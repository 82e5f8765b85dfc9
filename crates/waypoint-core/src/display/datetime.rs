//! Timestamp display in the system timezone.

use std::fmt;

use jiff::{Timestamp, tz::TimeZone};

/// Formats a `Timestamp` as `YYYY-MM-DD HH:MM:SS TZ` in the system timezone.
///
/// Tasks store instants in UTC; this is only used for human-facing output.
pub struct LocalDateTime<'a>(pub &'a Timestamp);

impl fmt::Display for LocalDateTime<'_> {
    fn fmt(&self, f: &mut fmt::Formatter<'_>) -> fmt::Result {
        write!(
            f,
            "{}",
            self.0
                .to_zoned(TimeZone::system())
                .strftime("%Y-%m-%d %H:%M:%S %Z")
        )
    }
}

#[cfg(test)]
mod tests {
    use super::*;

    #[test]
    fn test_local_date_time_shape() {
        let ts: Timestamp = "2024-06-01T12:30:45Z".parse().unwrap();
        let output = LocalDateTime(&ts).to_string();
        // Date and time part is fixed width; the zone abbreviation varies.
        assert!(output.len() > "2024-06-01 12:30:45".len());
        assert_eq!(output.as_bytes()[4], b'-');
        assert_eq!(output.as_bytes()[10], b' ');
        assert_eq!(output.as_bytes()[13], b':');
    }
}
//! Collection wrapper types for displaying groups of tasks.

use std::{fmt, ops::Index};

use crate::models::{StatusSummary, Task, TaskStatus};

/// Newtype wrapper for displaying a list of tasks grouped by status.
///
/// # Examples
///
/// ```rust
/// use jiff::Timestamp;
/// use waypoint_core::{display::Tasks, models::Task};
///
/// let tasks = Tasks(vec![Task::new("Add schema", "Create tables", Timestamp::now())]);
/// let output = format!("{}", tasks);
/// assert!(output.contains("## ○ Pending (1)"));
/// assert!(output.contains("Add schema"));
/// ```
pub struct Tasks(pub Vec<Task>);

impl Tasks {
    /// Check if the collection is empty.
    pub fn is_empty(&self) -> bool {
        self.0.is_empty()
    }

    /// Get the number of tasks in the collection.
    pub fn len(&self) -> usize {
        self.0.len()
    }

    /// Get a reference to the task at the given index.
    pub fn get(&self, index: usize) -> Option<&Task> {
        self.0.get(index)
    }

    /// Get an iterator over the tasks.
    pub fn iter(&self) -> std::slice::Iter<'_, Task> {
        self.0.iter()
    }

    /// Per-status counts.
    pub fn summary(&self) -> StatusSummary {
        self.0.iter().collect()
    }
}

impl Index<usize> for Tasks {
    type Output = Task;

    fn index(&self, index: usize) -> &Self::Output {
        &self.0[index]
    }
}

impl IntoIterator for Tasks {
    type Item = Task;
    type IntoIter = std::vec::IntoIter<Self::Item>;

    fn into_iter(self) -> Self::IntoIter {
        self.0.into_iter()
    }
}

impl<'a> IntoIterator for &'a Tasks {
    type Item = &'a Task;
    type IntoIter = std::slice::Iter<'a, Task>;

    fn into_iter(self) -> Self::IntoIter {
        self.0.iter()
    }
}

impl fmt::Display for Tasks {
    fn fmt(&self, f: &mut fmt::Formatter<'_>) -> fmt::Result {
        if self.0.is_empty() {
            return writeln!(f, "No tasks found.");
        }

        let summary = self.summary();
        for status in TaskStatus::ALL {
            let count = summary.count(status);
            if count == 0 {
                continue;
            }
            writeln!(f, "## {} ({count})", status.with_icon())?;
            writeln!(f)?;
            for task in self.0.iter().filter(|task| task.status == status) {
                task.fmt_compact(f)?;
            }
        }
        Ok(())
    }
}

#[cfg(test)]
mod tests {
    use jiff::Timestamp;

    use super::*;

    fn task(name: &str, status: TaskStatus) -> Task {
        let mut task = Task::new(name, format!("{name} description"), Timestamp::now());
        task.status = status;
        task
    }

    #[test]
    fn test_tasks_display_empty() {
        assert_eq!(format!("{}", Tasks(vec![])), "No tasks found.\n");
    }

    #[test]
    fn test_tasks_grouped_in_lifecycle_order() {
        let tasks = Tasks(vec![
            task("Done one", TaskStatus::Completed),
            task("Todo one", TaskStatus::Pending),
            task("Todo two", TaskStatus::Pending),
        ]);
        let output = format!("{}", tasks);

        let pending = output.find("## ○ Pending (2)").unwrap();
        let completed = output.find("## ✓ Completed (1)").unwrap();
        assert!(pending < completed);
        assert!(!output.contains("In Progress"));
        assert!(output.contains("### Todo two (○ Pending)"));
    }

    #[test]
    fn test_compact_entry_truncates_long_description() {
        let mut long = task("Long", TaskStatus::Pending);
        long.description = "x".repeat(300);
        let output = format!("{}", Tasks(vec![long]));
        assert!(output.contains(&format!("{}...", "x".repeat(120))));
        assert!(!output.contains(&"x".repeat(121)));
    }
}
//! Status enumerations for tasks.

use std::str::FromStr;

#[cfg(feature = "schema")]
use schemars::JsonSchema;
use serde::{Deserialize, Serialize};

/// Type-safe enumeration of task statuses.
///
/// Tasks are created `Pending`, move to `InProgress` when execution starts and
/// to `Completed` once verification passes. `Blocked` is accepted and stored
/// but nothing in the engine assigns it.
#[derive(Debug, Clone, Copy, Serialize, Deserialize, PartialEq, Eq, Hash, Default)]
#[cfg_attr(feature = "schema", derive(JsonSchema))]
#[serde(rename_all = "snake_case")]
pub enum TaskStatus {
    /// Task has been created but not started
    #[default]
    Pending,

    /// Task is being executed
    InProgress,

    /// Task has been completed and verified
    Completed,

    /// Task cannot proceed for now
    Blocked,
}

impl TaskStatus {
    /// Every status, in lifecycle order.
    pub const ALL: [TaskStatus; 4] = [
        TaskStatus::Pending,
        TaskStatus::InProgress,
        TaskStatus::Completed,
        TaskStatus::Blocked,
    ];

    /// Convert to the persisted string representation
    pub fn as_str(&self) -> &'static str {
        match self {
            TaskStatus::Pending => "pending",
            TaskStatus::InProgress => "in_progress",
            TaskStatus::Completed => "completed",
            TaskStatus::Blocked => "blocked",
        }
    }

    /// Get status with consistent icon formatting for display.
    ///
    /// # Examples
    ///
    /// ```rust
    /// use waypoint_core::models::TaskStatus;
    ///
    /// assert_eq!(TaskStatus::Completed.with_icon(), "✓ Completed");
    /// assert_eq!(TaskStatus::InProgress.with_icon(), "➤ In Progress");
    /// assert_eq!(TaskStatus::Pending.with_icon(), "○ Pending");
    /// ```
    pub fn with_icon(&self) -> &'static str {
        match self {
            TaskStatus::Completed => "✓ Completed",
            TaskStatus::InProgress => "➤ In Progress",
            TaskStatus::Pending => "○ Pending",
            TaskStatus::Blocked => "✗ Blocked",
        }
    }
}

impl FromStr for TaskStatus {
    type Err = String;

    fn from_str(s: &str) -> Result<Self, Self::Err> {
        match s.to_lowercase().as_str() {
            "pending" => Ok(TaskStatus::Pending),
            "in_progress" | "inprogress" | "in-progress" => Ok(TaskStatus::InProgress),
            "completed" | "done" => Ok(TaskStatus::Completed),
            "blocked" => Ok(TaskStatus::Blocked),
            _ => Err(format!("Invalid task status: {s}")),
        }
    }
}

+ + + +

■ About this exercise
Reproduce exactly the lines of the records above from the one with "assert_eq!(output.as_bytes()[10], b' ');" to the one with "collection is empty.", both included, and leave out everything else.

■ Exercise response
        assert_eq!(output.as_bytes()[10], b' ');
        assert_eq!(output.as_bytes()[13], b':');
    }
}
//! Collection wrapper types for displaying groups of tasks.

use std::{fmt, ops::Index};

use crate::models::{StatusSummary, Task, TaskStatus};

/// Newtype wrapper for displaying a list of tasks grouped by status.
///
/// # Examples
///
/// ```rust
/// use jiff::Timestamp;
/// use waypoint_core::{display::Tasks, models::Task};
///
/// let tasks = Tasks(vec![Task::new("Add schema", "Create tables", Timestamp::now())]);
/// let output = format!("{}", tasks);
/// assert!(output.contains("## ○ Pending (1)"));
/// assert!(output.contains("Add schema"));
/// ```
pub struct Tasks(pub Vec<Task>);

impl Tasks {
    /// Check if the collection is empty.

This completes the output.